In fact, the host of the podcast I was listening to this morning declared emphatically that she would never in a million years make lemon chess pie for Thanksgiving. It just isn’t worthy of a place on the Thanksgiving table.

Well, she’s just wrong. I have made a lemon chess pie for Thanksgiving for more years that I can remember. My daughter, now 34, has never known a Thanksgiving without lemon chess pie unless we were visiting friends or family. Even then, I often made one and to bring with us.

This year’s lemon chess pie is just waiting to be cut! Even if the crust shrank on me, it’s the centerpiece of the dessert table.

I declare lemon chess pie deserves a spot in the panetheon of Thanksgiving pies as much as apple, pecan OR pumpkin, and I have a sound reason for doing so.

Back in the 1980s when I was a master’s student at the University of Alabama, my mentor asked me to mentor an incoming freshman. Her name was Johanna. They knew each other through the Alabama high school press association, and Dr. Huttenstine had worked hard to recruit Johanna for the journalism program at Bama.

Thanksgiving with lemon chess pie

As it turned out, Johanna and I became fast friends. I even visited her home in Huntsville one year the weekend after Thanksgiving, where I encountered her mother’s lemon chess pie. Johanna’s mom, Mrs. Cleary, was an amazing cook. Her broccoli, cheese and rice casserole was what finally won me over to Team Broccoli. I think it was good enough to win over even President George H.W. Bush. But the real knock-out of the weekend was the lemon chess pie.

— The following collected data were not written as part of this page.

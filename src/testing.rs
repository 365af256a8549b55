//=========================================================================
// Test Support
//=========================================================================
//
// Headless stand-ins for the native windowing layer.
//
// - `ScriptedBackend` / `ScriptedSurface`: replay one batch of platform
//   events per poll, then flag the surface for closing
// - `RecordingScene`: logs every lifecycle hook into a shared `EventLog`
//
//=========================================================================

//=== External Dependencies ===============================================

use std::cell::RefCell;
use std::collections::VecDeque;
use std::rc::Rc;

use crossbeam_channel::Sender;

//=== Internal Dependencies ===============================================

use crate::config::WindowConfig;
use crate::core::platform_bridge::{PlatformError, PlatformEvent, Surface, SurfaceBackend};
use crate::core::scene::{Scene, SceneContext};
use crate::gpu::{GraphicsDevice, HeadlessDevice};

//=== EventLog ============================================================

#[derive(Default)]
struct LogInner {
    entries: Vec<String>,
    deltas: Vec<f32>,
}

/// Shared, ordered record of what happened during a test.
#[derive(Clone, Default)]
pub(crate) struct EventLog(Rc<RefCell<LogInner>>);

impl EventLog {
    pub(crate) fn push(&self, entry: impl Into<String>) {
        self.0.borrow_mut().entries.push(entry.into());
    }

    pub(crate) fn entries(&self) -> Vec<String> {
        self.0.borrow().entries.clone()
    }

    /// `dt` values received by `on_update`, in call order.
    pub(crate) fn deltas(&self) -> Vec<f32> {
        self.0.borrow().deltas.clone()
    }

    pub(crate) fn count(&self, entry: &str) -> usize {
        self.0.borrow().entries.iter().filter(|e| *e == entry).count()
    }

    fn record_delta(&self, dt: f32) {
        self.0.borrow_mut().deltas.push(dt);
    }
}

//=== RecordingScene ======================================================

type Hook = Box<dyn FnMut(&mut SceneContext<'_>)>;
type UpdateHook = Box<dyn FnMut(&mut SceneContext<'_>, f32)>;

/// Scene that logs `<name>:start`, `<name>:update` and `<name>:end`.
pub(crate) struct RecordingScene {
    name: &'static str,
    log: EventLog,
    on_start: Option<Hook>,
    on_update: Option<UpdateHook>,
    on_end: Option<Hook>,
}

impl RecordingScene {
    pub(crate) fn new(name: &'static str, log: &EventLog) -> Self {
        Self {
            name,
            log: log.clone(),
            on_start: None,
            on_update: None,
            on_end: None,
        }
    }

    pub(crate) fn on_start_do(mut self, hook: impl FnMut(&mut SceneContext<'_>) + 'static) -> Self {
        self.on_start = Some(Box::new(hook));
        self
    }

    pub(crate) fn on_update_do(
        mut self,
        hook: impl FnMut(&mut SceneContext<'_>, f32) + 'static,
    ) -> Self {
        self.on_update = Some(Box::new(hook));
        self
    }

    pub(crate) fn on_end_do(mut self, hook: impl FnMut(&mut SceneContext<'_>) + 'static) -> Self {
        self.on_end = Some(Box::new(hook));
        self
    }
}

impl Scene for RecordingScene {
    fn on_start(&mut self, ctx: &mut SceneContext<'_>) {
        self.log.push(format!("{}:start", self.name));
        if let Some(hook) = self.on_start.as_mut() {
            hook(ctx);
        }
    }

    fn on_update(&mut self, ctx: &mut SceneContext<'_>, dt: f32) {
        self.log.push(format!("{}:update", self.name));
        self.log.record_delta(dt);
        if let Some(hook) = self.on_update.as_mut() {
            hook(ctx, dt);
        }
    }

    fn on_end(&mut self, ctx: &mut SceneContext<'_>) {
        self.log.push(format!("{}:end", self.name));
        if let Some(hook) = self.on_end.as_mut() {
            hook(ctx);
        }
    }

    fn name(&self) -> &'static str {
        self.name
    }
}

//=== SurfaceStats ========================================================

/// Observations made by a scripted surface, readable after it is dropped.
#[derive(Debug, Clone, Default)]
pub(crate) struct SurfaceStats {
    pub(crate) created: usize,
    pub(crate) polls: usize,
    pub(crate) presents: usize,
    pub(crate) registered: usize,
    pub(crate) unregistered: usize,
    pub(crate) dropped: bool,
    pub(crate) config: Option<WindowConfig>,
}

//=== ScriptedBackend =====================================================

/// Backend producing a `ScriptedSurface` that replays `frames`.
pub(crate) struct ScriptedBackend {
    frames: VecDeque<Vec<PlatformEvent>>,
    device: Rc<HeadlessDevice>,
    log: EventLog,
    stats: Rc<RefCell<SurfaceStats>>,
    fail: bool,
}

impl ScriptedBackend {
    pub(crate) fn new(log: &EventLog) -> Self {
        Self {
            frames: VecDeque::new(),
            device: Rc::new(HeadlessDevice::new()),
            log: log.clone(),
            stats: Rc::default(),
            fail: false,
        }
    }

    /// Backend whose surface creation always fails.
    pub(crate) fn failing(log: &EventLog) -> Self {
        Self {
            fail: true,
            ..Self::new(log)
        }
    }

    /// Appends one poll's worth of events.
    pub(crate) fn frame<E: Into<PlatformEvent>>(mut self, events: impl IntoIterator<Item = E>) -> Self {
        self.frames.push_back(events.into_iter().map(Into::into).collect());
        self
    }

    /// Appends `count` polls without events.
    pub(crate) fn idle_frames(mut self, count: usize) -> Self {
        for _ in 0..count {
            self.frames.push_back(Vec::new());
        }
        self
    }

    pub(crate) fn device(&self) -> Rc<HeadlessDevice> {
        self.device.clone()
    }

    pub(crate) fn stats(&self) -> SurfaceStats {
        self.stats.borrow().clone()
    }
}

impl SurfaceBackend for ScriptedBackend {
    fn create_surface(&mut self, config: &WindowConfig) -> Result<Box<dyn Surface>, PlatformError> {
        if self.fail {
            return Err(PlatformError::WindowCreation("scripted failure".into()));
        }

        {
            let mut stats = self.stats.borrow_mut();
            stats.created += 1;
            stats.config = Some(config.clone());
        }

        Ok(Box::new(ScriptedSurface {
            frames: std::mem::take(&mut self.frames),
            sender: None,
            closing: false,
            size: (config.width, config.height),
            device: self.device.clone(),
            log: self.log.clone(),
            stats: self.stats.clone(),
        }))
    }
}

//=== ScriptedSurface =====================================================

pub(crate) struct ScriptedSurface {
    frames: VecDeque<Vec<PlatformEvent>>,
    sender: Option<Sender<PlatformEvent>>,
    closing: bool,
    size: (u32, u32),
    device: Rc<HeadlessDevice>,
    log: EventLog,
    stats: Rc<RefCell<SurfaceStats>>,
}

impl Surface for ScriptedSurface {
    fn register_callbacks(&mut self, sender: Sender<PlatformEvent>) {
        self.stats.borrow_mut().registered += 1;
        self.sender = Some(sender);
    }

    fn unregister_callbacks(&mut self) {
        self.stats.borrow_mut().unregistered += 1;
        self.sender = None;
    }

    fn poll_events(&mut self) {
        self.stats.borrow_mut().polls += 1;
        self.log.push("poll");

        let Some(events) = self.frames.pop_front() else {
            self.closing = true;
            return;
        };

        for event in events {
            if let PlatformEvent::Resized { width, height } = event {
                self.size = (width, height);
            }
            if let Some(sender) = &self.sender {
                let _ = sender.send(event);
            }
        }
    }

    fn present(&mut self) {
        self.stats.borrow_mut().presents += 1;
        self.log.push("present");
    }

    fn should_close(&self) -> bool {
        self.closing
    }

    fn size(&self) -> (u32, u32) {
        self.size
    }

    fn device(&self) -> Option<Rc<dyn GraphicsDevice>> {
        let device: Rc<dyn GraphicsDevice> = self.device.clone();
        Some(device)
    }
}

impl Drop for ScriptedSurface {
    fn drop(&mut self) {
        self.stats.borrow_mut().dropped = true;
    }
}
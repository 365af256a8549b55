//=========================================================================
// Mesh
//=========================================================================
//
// Interleaved float vertices plus a u32 index list, uploaded once.
//
// Layout: `attributes` lists the float count of each attribute in
// location order, e.g. [3, 4, 2] for position, color and uv.
//
// draw() issues one indexed draw with whatever program and texture
// currently hold the device slots.
//
//=========================================================================

//=== External Dependencies ===============================================

use log::{debug, trace};

//=== Internal Dependencies ===============================================

use crate::error::ResourceError;
use super::device::{Handle, VertexArrayDesc, NULL_HANDLE};
use super::{DeviceLink, Gfx};

/// Float components a single attribute may carry.
const MAX_COMPONENTS: u32 = 4;

//=== Mesh ================================================================

/// Vertex and index buffers on the device.
pub struct Mesh {
    link: DeviceLink,
    handle: Handle,
    vertex_count: usize,
    index_count: usize,
}

impl Mesh {
    /// Validates and uploads a mesh.
    ///
    /// Validation runs even without a device. Empty index lists and
    /// detached devices yield a zero-handle mesh that never draws.
    pub fn new(
        gfx: &Gfx,
        vertices: &[f32],
        indices: &[u32],
        attributes: &[u32],
    ) -> Result<Self, ResourceError> {
        let desc = VertexArrayDesc {
            vertices,
            indices,
            attributes,
        };
        validate(&desc)?;

        let handle = match gfx.session() {
            Some(_) if indices.is_empty() => NULL_HANDLE,
            Some(session) => {
                let handle = session.device().create_vertex_array(&desc);
                debug!(
                    target: "gpu",
                    "Uploaded mesh {} ({} vertices, {} indices)",
                    handle,
                    desc.vertex_count(),
                    indices.len()
                );
                handle
            }
            None => NULL_HANDLE,
        };

        Ok(Self {
            link: gfx.link(),
            handle,
            vertex_count: desc.vertex_count(),
            index_count: indices.len(),
        })
    }

    /// Draws every index with the currently bound program and texture.
    pub fn draw(&self) {
        if self.handle == NULL_HANDLE {
            return;
        }
        match self.link.session() {
            Some(session) => session.device().draw_indexed(self.handle),
            None => trace!(target: "gpu", "Mesh {} drawn after detach", self.handle),
        }
    }

    //--- Accessors --------------------------------------------------------

    pub fn handle(&self) -> Handle {
        self.handle
    }

    pub fn is_valid(&self) -> bool {
        self.handle != NULL_HANDLE
    }

    pub fn vertex_count(&self) -> usize {
        self.vertex_count
    }

    pub fn index_count(&self) -> usize {
        self.index_count
    }
}

fn validate(desc: &VertexArrayDesc<'_>) -> Result<(), ResourceError> {
    if desc.attributes.is_empty()
        || desc
            .attributes
            .iter()
            .any(|&count| count == 0 || count > MAX_COMPONENTS)
    {
        return Err(ResourceError::VertexLayout(desc.attributes.to_vec()));
    }

    let stride = desc.stride();
    if desc.vertices.len() % stride != 0 {
        return Err(ResourceError::VertexData {
            len: desc.vertices.len(),
            stride,
        });
    }

    let vertices = desc.vertex_count();
    match desc.indices.iter().find(|&&index| index as usize >= vertices) {
        Some(&index) => Err(ResourceError::IndexOutOfRange { index, vertices }),
        None => Ok(()),
    }
}

impl Drop for Mesh {
    fn drop(&mut self) {
        if self.handle == NULL_HANDLE {
            return;
        }
        if let Some(session) = self.link.session() {
            session.device().delete_vertex_array(self.handle);
        }
    }
}

impl std::fmt::Debug for Mesh {
    fn fmt(&self, f: &mut std::fmt::Formatter<'_>) -> std::fmt::Result {
        f.debug_struct("Mesh")
            .field("handle", &self.handle)
            .field("vertices", &self.vertex_count)
            .field("indices", &self.index_count)
            .finish()
    }
}

//=========================================================================
// Unit Tests
//=========================================================================

#[cfg(test)]
mod tests {
    use super::*;
    use crate::core::Clock;
    use crate::gpu::{DeviceCall, GpuResource, HeadlessDevice, Shader, Texture};
    use crate::gpu::DecodedImage;
    use std::rc::Rc;

    //--- Test Helpers -----------------------------------------------------

    // Two triangles, position (3) + uv (2) per vertex.
    const QUAD: [f32; 20] = [
        0.0, 0.0, 0.0, 0.0, 0.0, //
        1.0, 0.0, 0.0, 1.0, 0.0, //
        1.0, 1.0, 0.0, 1.0, 1.0, //
        0.0, 1.0, 0.0, 0.0, 1.0, //
    ];
    const INDICES: [u32; 6] = [0, 1, 2, 2, 3, 0];

    fn attached() -> (Rc<HeadlessDevice>, Gfx) {
        let device = Rc::new(HeadlessDevice::new());
        let gfx = Gfx::attached(device.clone(), Clock::start());
        (device, gfx)
    }

    //=====================================================================
    // Validation
    //=====================================================================

    #[test]
    fn quad_uploads() {
        let (device, gfx) = attached();
        let mesh = Mesh::new(&gfx, &QUAD, &INDICES, &[3, 2]).unwrap();

        assert!(mesh.is_valid());
        assert_eq!((mesh.vertex_count(), mesh.index_count()), (4, 6));
        assert_eq!(device.live_vertex_arrays(), 1);
        assert!(device.calls().contains(&DeviceCall::CreateVertexArray {
            vertex_array: mesh.handle(),
            vertices: 4,
            indices: 6,
        }));
    }

    #[test]
    fn bad_layouts_are_rejected() {
        let (device, gfx) = attached();
        for layout in [&[][..], &[0, 3][..], &[5][..]] {
            let err = Mesh::new(&gfx, &QUAD, &INDICES, layout).unwrap_err();
            assert!(matches!(err, ResourceError::VertexLayout(_)), "{layout:?}");
        }
        assert_eq!(device.live_vertex_arrays(), 0);
    }

    #[test]
    fn ragged_vertex_data_is_rejected() {
        let (_device, gfx) = attached();
        let err = Mesh::new(&gfx, &QUAD[..19], &INDICES, &[3, 2]).unwrap_err();
        assert!(matches!(err, ResourceError::VertexData { len: 19, stride: 5 }));
    }

    #[test]
    fn out_of_range_index_is_rejected() {
        let (_device, gfx) = attached();
        let err = Mesh::new(&gfx, &QUAD, &[0, 1, 4], &[3, 2]).unwrap_err();
        assert!(matches!(err, ResourceError::IndexOutOfRange { index: 4, vertices: 4 }));
    }

    #[test]
    fn validated_without_device() {
        let gfx = Gfx::detached(Clock::start());
        assert!(Mesh::new(&gfx, &QUAD, &[9], &[3, 2]).is_err());

        let mesh = Mesh::new(&gfx, &QUAD, &INDICES, &[3, 2]).unwrap();
        assert!(!mesh.is_valid());
        mesh.draw();
    }

    #[test]
    fn empty_indices_stay_unallocated() {
        let (device, gfx) = attached();
        let mesh = Mesh::new(&gfx, &QUAD, &[], &[3, 2]).unwrap();
        mesh.draw();
        assert!(!mesh.is_valid());
        assert!(device.calls().is_empty());
    }

    //=====================================================================
    // Drawing
    //=====================================================================

    #[test]
    fn draw_uses_current_bindings() {
        let (device, gfx) = attached();
        let mesh = Mesh::new(&gfx, &QUAD, &INDICES, &[3, 2]).unwrap();
        let mut shader = Shader::default_program(&gfx);
        let mut texture = Texture::from_image(
            &gfx,
            DecodedImage { pixels: vec![255; 4], width: 1, height: 1, channels: 4 },
        )
        .unwrap();

        shader.begin();
        texture.begin();
        mesh.draw();

        assert_eq!(
            device.draws(),
            vec![DeviceCall::DrawIndexed {
                vertex_array: mesh.handle(),
                program: shader.handle(),
                texture: texture.handle(),
            }]
        );
    }

    #[test]
    fn detach_silences_draw_and_drop() {
        let (device, gfx) = attached();
        let mesh = Mesh::new(&gfx, &QUAD, &INDICES, &[3, 2]).unwrap();
        gfx.detach();
        device.clear_calls();

        mesh.draw();
        drop(mesh);
        assert!(device.calls().is_empty());
        assert_eq!(device.live_vertex_arrays(), 1);
    }

    #[test]
    fn drop_deletes_vertex_array() {
        let (device, gfx) = attached();
        let mesh = Mesh::new(&gfx, &QUAD, &INDICES, &[3, 2]).unwrap();
        let handle = mesh.handle();
        drop(mesh);
        assert!(device.calls().contains(&DeviceCall::DeleteVertexArray(handle)));
        assert_eq!(device.live_vertex_arrays(), 0);
    }
}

The filling, tangy and tart with just enough texture from the tablespoon of corn meal and rich with eggs, combined with a light, flake crust was just the right dessert after a big holiday meal.

I got the recipe, and it set in my green plastic recipe box for several years before I had the opportunity to make it. Those were my years just out of school when I still went home for holidays and helped my mother prepare our family’s Thanksgiving dinner, which usually included a cake of some sort, often caramel with the cooked icing (both my parents came from a long line of amazing cake bakers), and a store-bought pumpkin pie. Well, you can imagine which dessert most people went for. Or, after I got married, we might go to my husband’s parents. As immigrants, they tried but didn’t quite get what a Thanksgiving dinner should be.

But as happens, with the passage of time, it became my job to prepare holiday meals, and when I started planning my first menu, my thoughts went to what my parents always liked for Thanksgiving — turkey, stuffing with about two boxes of rubbed sage in it for my father and a fruit salad made with fruit cocktail and whipped topping for my mother. My brother wanted his own can of black olives for his take on a monotoned relish tray and a lemon pie — also one of his very own.

My mother always made lemon icebox pie for him, but when it was my time to make the lemon chess pie, I pulled out Johanna’s mom’s recipe, and the rest is, as they say, history.

With that first Thanksgiving meal, I established the tradition of including loved ones who were either deceased or distant at my table by serving a dish I connected with them — saggy stuffing and sweet potato casserole for my dad, fruit salad for my mom and lemon chess pie for my brother and for Johanna’s mom, who taught me a lot about cooking with love just in that one weekend.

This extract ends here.